CLEAR came as a solution to those issues. Pristo called CLEAR a deflection program, which do not result in arrest and typically do not have criminal justice enforcement beyond contact with officers in the field.
She said CLEAR is another layer of support where people can receive care “before they ever enter the system.” Someone in law enforcement will engage the person in crisis and connect them to a CLEAR outreach specialist through a warm hand-off.
“So rather than, ‘I’m gonna send you to jail and I hope you can get support there,’ there’s now a new option,” Pristo said.
CLEAR Site Coordinator Michele Flowers said that these community engagement specialists, as well as family recovery coaches, are responsible for following up with the referred individual.
They provide a wide range of support from harm reduction and wellness planning to education and peer support. These engagements can be in person or over the phone, as directed by the program participant.
Once those warm hand-offs are made, Flowers said the impact for the individual connecting to someone who can help them “affects them so profoundly.”
Flowers said it helps families feel as though their voices are being heard, that they have support and always have somewhere to go to.
“Just recently, we heard a family say how much it was a game changer for them,” Flowers said. “For them, it was a powerful moment in terms of knowing they weren’t alone.”
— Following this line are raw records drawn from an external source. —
//! Validation of persisted cart entries against the catalog.
//!
//! Stored data is never trusted. Each raw entry is checked structurally and
//! matched to a catalog product. Restored items always carry the catalog
//! price; a stored price that differs (by fingerprint or by value) is logged
//! and counted as a correction rather than dropping the entry, so the product
//! and quantity survive a price change.

use std::collections::HashSet;

use cocobrown_core::{Price, ProductId, Quantity, QuantityError};
use serde_json::{Map, Value};
use thiserror::Error;
use tracing::{debug, warn};

use crate::cart::{CartItem, MAX_LINE_ITEMS};
use crate::catalog::{Fingerprint, ProductCatalog};
use crate::persistence::decimal_from_json;

/// Why a stored entry was dropped.
#[derive(Debug, Clone, PartialEq, Eq, Error)]
pub enum RejectReason {
    #[error("entry is not an object")]
    NotAnObject,
    #[error("missing field `{0}`")]
    MissingField(&'static str),
    #[error("`id` is not a positive integer")]
    InvalidId,
    #[error("`name` is not a non-empty string")]
    InvalidName,
    #[error("`price` is not a positive number")]
    InvalidPrice,
    #[error("`quantity` is not an integer: {0}")]
    QuantityNotInteger(String),
    #[error("invalid quantity: {0}")]
    InvalidQuantity(#[from] QuantityError),
    #[error("product {0} is not in the catalog")]
    UnknownProduct(ProductId),
    #[error("product {0} appears more than once")]
    DuplicateProduct(ProductId),
}

/// Outcome of validating a stored cart.
#[derive(Debug, Clone, Default, PartialEq, Eq)]
pub struct ValidationReport {
    /// Entries that survived, in their original order.
    pub items: Vec<CartItem>,
    /// Entries dropped as malformed, stale, or duplicated.
    pub dropped: usize,
    /// Entries whose price was replaced with the catalog price.
    pub corrected: usize,
    /// Valid entries cut off by the line-item limit.
    pub truncated: usize,
}

/// Checks stored entries against a catalog.
#[derive(Debug, Clone, Copy)]
pub struct IntegrityValidator<'a> {
    catalog: &'a ProductCatalog,
}

impl<'a> IntegrityValidator<'a> {
    #[must_use]
    pub const fn new(catalog: &'a ProductCatalog) -> Self {
        Self { catalog }
    }

    /// Validate raw entries and return the clean cart items.
    #[must_use]
    pub fn validate(&self, raw: &[Value]) -> Vec<CartItem> {
        self.validate_with_report(raw).items
    }

    /// Validate raw entries, also reporting what was dropped or corrected.
    #[must_use]
    pub fn validate_with_report(&self, raw: &[Value]) -> ValidationReport {
        let mut report = ValidationReport::default();
        let mut seen = HashSet::new();

        for (index, entry) in raw.iter().enumerate() {
            let checked = self
                .check_entry(entry)
                .and_then(|(item, corrected)| {
                    if seen.insert(item.product_id()) {
                        Ok((item, corrected))
                    } else {
                        Err(RejectReason::DuplicateProduct(item.product_id()))
                    }
                });

            match checked {
                Ok((item, corrected)) => {
                    if corrected {
                        report.corrected += 1;
                    }
                    report.items.push(item);
                }
                Err(reason) => {
                    debug!(index, %reason, "Dropping stored cart entry");
                    report.dropped += 1;
                }
            }
        }

        if report.items.len() > MAX_LINE_ITEMS {
            report.truncated = report.items.len() - MAX_LINE_ITEMS;
            report.items.truncate(MAX_LINE_ITEMS);
            warn!(
                truncated = report.truncated,
                limit = MAX_LINE_ITEMS,
                "Stored cart exceeds line-item limit; truncating"
            );
        }

        report
    }

    /// Check one entry. Returns the item and whether its price was corrected.
    fn check_entry(&self, entry: &Value) -> Result<(CartItem, bool), RejectReason> {
        let fields = entry.as_object().ok_or(RejectReason::NotAnObject)?;

        let product_id = parse_id(fields)?;
        let name = parse_name(fields)?;
        let stored_price = parse_price(fields)?;
        let quantity = parse_quantity(fields)?;

        let product = self
            .catalog
            .get(product_id)
            .ok_or(RejectReason::UnknownProduct(product_id))?;

        let image_ref = fields
            .get("imageRef")
            .and_then(Value::as_str)
            .unwrap_or_else(|| product.image_ref());

        // The catalog price always wins.
        let catalog_price = product.price();
        let corrected = stored_price.is_none_or(|stored| {
            let expected = self.catalog.fingerprint(product_id);
            expected != Some(&Fingerprint::compute(product_id, stored)) || stored != catalog_price
        });
        if corrected {
            warn!(
                %product_id,
                stored_price = %stored_price.map_or_else(|| raw_price(fields), |p| p.canonical()),
                catalog_price = %catalog_price.canonical(),
                "Stored cart price does not match catalog; using catalog price"
            );
        }

        let item = CartItem::restore(product_id, name, catalog_price, image_ref, quantity);
        Ok((item, corrected))
    }
}

fn required<'v>(fields: &'v Map<String, Value>, key: &'static str) -> Result<&'v Value, RejectReason> {
    match fields.get(key) {
        None | Some(Value::Null) => Err(RejectReason::MissingField(key)),
        Some(value) => Ok(value),
    }
}

fn parse_id(fields: &Map<String, Value>) -> Result<ProductId, RejectReason> {
    required(fields, "id")?
        .as_i64()
        .and_then(|id| i32::try_from(id).ok())
        .map(ProductId::new)
        .filter(ProductId::is_positive)
        .ok_or(RejectReason::InvalidId)
}

fn parse_name(fields: &Map<String, Value>) -> Result<&str, RejectReason> {
    required(fields, "name")?
        .as_str()
        .filter(|name| !name.trim().is_empty())
        .ok_or(RejectReason::InvalidName)
}

/// A positive stored price, or `None` when it is positive but too large or
/// precise to hold as a decimal.
fn parse_price(fields: &Map<String, Value>) -> Result<Option<Price>, RejectReason> {
    let Value::Number(number) = required(fields, "price")? else {
        return Err(RejectReason::InvalidPrice);
    };
    if !number.as_f64().is_some_and(|n| n.is_finite() && n > 0.0) {
        return Err(RejectReason::InvalidPrice);
    }
    Ok(decimal_from_json(number)
        .map(Price::new)
        .filter(Price::is_positive))
}

fn raw_price(fields: &Map<String, Value>) -> String {
    fields
        .get("price")
        .map(ToString::to_string)
        .unwrap_or_default()
}

fn parse_quantity(fields: &Map<String, Value>) -> Result<Quantity, RejectReason> {
    let value = required(fields, "quantity")?;
    let quantity = value
        .as_i64()
        .ok_or_else(|| RejectReason::QuantityNotInteger(value.to_string()))?;
    Ok(Quantity::parse(quantity)?)
}

#[cfg(test)]
#[allow(clippy::unwrap_used)]
mod tests {
    use rust_decimal::Decimal;
    use serde_json::json;

    use super::*;
    use crate::catalog::Product;

    fn catalog() -> ProductCatalog {
        ProductCatalog::new(vec![
            Product::new(ProductId::new(1), "Brownie Prestígio", Price::new(Decimal::from(18)))
                .with_image("imagens/brownie_prestigio.jpg"),
            Product::new(ProductId::new(2), "Brownie Nutella", Price::new(Decimal::new(2250, 2))),
        ])
        .unwrap()
    }

    #[test]
    fn test_accepts_valid_entry() {
        let catalog = catalog();
        let raw = vec![json!({
            "id": 1, "name": "Brownie Prestígio", "price": 18,
            "imageRef": "imagens/brownie_prestigio.jpg", "quantity": 3
        })];

        let report = IntegrityValidator::new(&catalog).validate_with_report(&raw);
        assert_eq!(report.dropped, 0);
        assert_eq!(report.corrected, 0);

        let item = report.items.first().unwrap();
        assert_eq!(item.product_id(), ProductId::new(1));
        assert_eq!(item.quantity().get(), 3);
        assert_eq!(item.price().amount(), Decimal::from(18));
    }

    #[test]
    fn test_tampered_price_is_corrected_not_dropped() {
        let catalog = catalog();
        let raw = vec![json!({"id": 1, "name": "Brownie Prestígio", "price": 5, "quantity": 3})];

        let report = IntegrityValidator::new(&catalog).validate_with_report(&raw);
        assert_eq!(report.corrected, 1);

        let item = report.items.first().unwrap();
        assert_eq!(item.price().amount(), Decimal::from(18));
        assert_eq!(item.quantity().get(), 3);
    }

    #[test]
    fn test_price_with_colliding_fingerprint_uses_catalog_price() {
        let catalog = catalog();
        let stored = Price::new("83.8770666".parse().unwrap());
        assert_eq!(
            Fingerprint::compute(ProductId::new(1), stored),
            Fingerprint::compute(ProductId::new(1), Price::new(Decimal::from(18)))
        );

        let raw = vec![json!({"id": 1, "name": "Brownie", "price": 83.877_066_6, "quantity": 3})];
        let report = IntegrityValidator::new(&catalog).validate_with_report(&raw);

        assert_eq!(report.corrected, 1);
        let item = report.items.first().unwrap();
        assert_eq!(item.price().amount(), Decimal::from(18));
        assert_eq!(item.quantity().get(), 3);
    }

    #[test]
    fn test_unrepresentable_price_is_healed() {
        let catalog = catalog();
        let raw: Vec<Value> =
            serde_json::from_str(r#"[{"id":1,"name":"Brownie","price":1e30,"quantity":3}]"#).unwrap();

        let report = IntegrityValidator::new(&catalog).validate_with_report(&raw);

        assert_eq!(report.dropped, 0);
        assert_eq!(report.corrected, 1);
        let item = report.items.first().unwrap();
        assert_eq!(item.price().amount(), Decimal::from(18));
        assert_eq!(item.quantity().get(), 3);
    }

    #[test]
    fn test_equal_price_with_different_scale_is_not_a_correction() {
        let catalog = catalog();
        let raw = vec![json!({"id": 1, "name": "Brownie", "price": 18.0, "quantity": 1})];
        let report = IntegrityValidator::new(&catalog).validate_with_report(&raw);
        assert_eq!(report.corrected, 0);
        assert_eq!(report.items.len(), 1);
    }

    #[test]
    fn test_fractional_catalog_price_matches() {
        let catalog = catalog();
        let raw = vec![json!({"id": 2, "name": "Brownie Nutella", "price": 22.5, "quantity": 1})];

        let report = IntegrityValidator::new(&catalog).validate_with_report(&raw);
        assert_eq!(report.corrected, 0);
        assert_eq!(report.items.first().unwrap().price().amount(), Decimal::new(225, 1));
    }

    #[test]
    fn test_missing_image_falls_back_to_catalog() {
        let catalog = catalog();
        let raw = vec![json!({"id": 1, "name": "Brownie", "price": 18, "quantity": 1})];

        let items = IntegrityValidator::new(&catalog).validate(&raw);
        assert_eq!(items.first().unwrap().image_ref(), "imagens/brownie_prestigio.jpg");
    }

    #[test]
    fn test_drops_structurally_invalid_entries() {
        let catalog = catalog();
        let raw = vec![
            json!("not an object"),
            json!({"name": "x", "price": 18, "quantity": 1}),
            json!({"id": "1", "name": "x", "price": 18, "quantity": 1}),
            json!({"id": -1, "name": "x", "price": 18, "quantity": 1}),
            json!({"id": 1, "name": "", "price": 18, "quantity": 1}),
            json!({"id": 1, "name": "x", "price": "18", "quantity": 1}),
            json!({"id": 1, "name": "x", "price": 0, "quantity": 1}),
            json!({"id": 1, "name": "x", "price": 18, "quantity": 0}),
            json!({"id": 1, "name": "x", "price": 18, "quantity": 100}),
            json!({"id": 1, "name": "x", "price": 18, "quantity": 2.5}),
            json!({"id": 1, "name": "x", "price": 18, "quantity": null}),
        ];

        let report = IntegrityValidator::new(&catalog).validate_with_report(&raw);
        assert!(report.items.is_empty());
        assert_eq!(report.dropped, raw.len());
    }

    #[test]
    fn test_drops_unknown_products() {
        let catalog = catalog();
        let raw = vec![json!({"id": 99, "name": "Descontinuado", "price": 10, "quantity": 1})];
        assert!(IntegrityValidator::new(&catalog).validate(&raw).is_empty());
    }

    #[test]
    fn test_keeps_first_of_duplicate_products() {
        let catalog = catalog();
        let raw = vec![
            json!({"id": 1, "name": "a", "price": 18, "quantity": 2}),
            json!({"id": 1, "name": "b", "price": 18, "quantity": 7}),
        ];

        let report = IntegrityValidator::new(&catalog).validate_with_report(&raw);
        assert_eq!(report.items.len(), 1);
        assert_eq!(report.items.first().unwrap().quantity().get(), 2);
        assert_eq!(report.dropped, 1);
    }

    #[test]
    fn test_preserves_order_and_truncates() {
        let products = (1..=80)
            .map(|id| Product::new(ProductId::new(id), format!("P{id}"), Price::new(Decimal::from(10))))
            .collect();
        let catalog = ProductCatalog::new(products).unwrap();
        let raw: Vec<Value> = (1..=80)
            .map(|id| json!({"id": id, "name": format!("P{id}"), "price": 10, "quantity": 1}))
            .collect();

        let report = IntegrityValidator::new(&catalog).validate_with_report(&raw);
        assert_eq!(report.items.len(), MAX_LINE_ITEMS);
        assert_eq!(report.truncated, 30);

        let ids: Vec<i32> = report.items.iter().map(|i| i.product_id().as_i32()).collect();
        assert_eq!(ids, (1..=50).collect::<Vec<_>>());
    }

    #[test]
    fn test_reject_reason_messages() {
        assert_eq!(RejectReason::MissingField("id").to_string(), "missing field `id`");
        assert_eq!(
            RejectReason::UnknownProduct(ProductId::new(9)).to_string(),
            "product 9 is not in the catalog"
        );
    }
}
She also said that referrals are one-stop. As CLEAR gets information, it does not go back. Any information CLEAR enters is for their view only; law enforcement will not have access.
A Culture Of Change
Ximena Varas, a CLEAR community engagement specialist, said their main goal coming into this interaction is to connect with an individual who is struggling.
“I’m working with the individual who is struggling versus the family,” Varas explained. “I get to follow them along, help them, and try to problem solve where we can connect this individual and get them to where they need to be.”
That is done through supportive follow-ups, daily to weekly phone calls, and harm reduction. Varas also helps people plan wellness goals, not just from a sobriety standpoint, but also a employment and housing standpoint.
Varas said she works with people to help them find how to improve their overall quality of life. If a person has educational goals, a community engagement specialist will think of ways to help them get their GED or go back to college; whatever it is the person wants to do.
The big thing for her role, Varas said, is making sure people are okay and that no one is ever alone.
“We follow up until we don’t need to anymore, until that person is standing. And that may take weeks, it may take months, it may take longer,” Varas explained.
NPD Officer Maryhelen McCarthy said she has already seen great results in NPD’s few months working with CLEAR.
While McCarthy was initially skeptical of CLEAR, she called it a great tool for their tool belt, adding, “I can’t even explain to you how important this program has been to our department.”
“I’ve just seen a lot of good things. I’ve had family members call just to say thank you. It’s not that the problem is always solved, but it’s that somebody listened,” McCarthy said. “We don’t have all the answers, but now we’ve got additional answers.”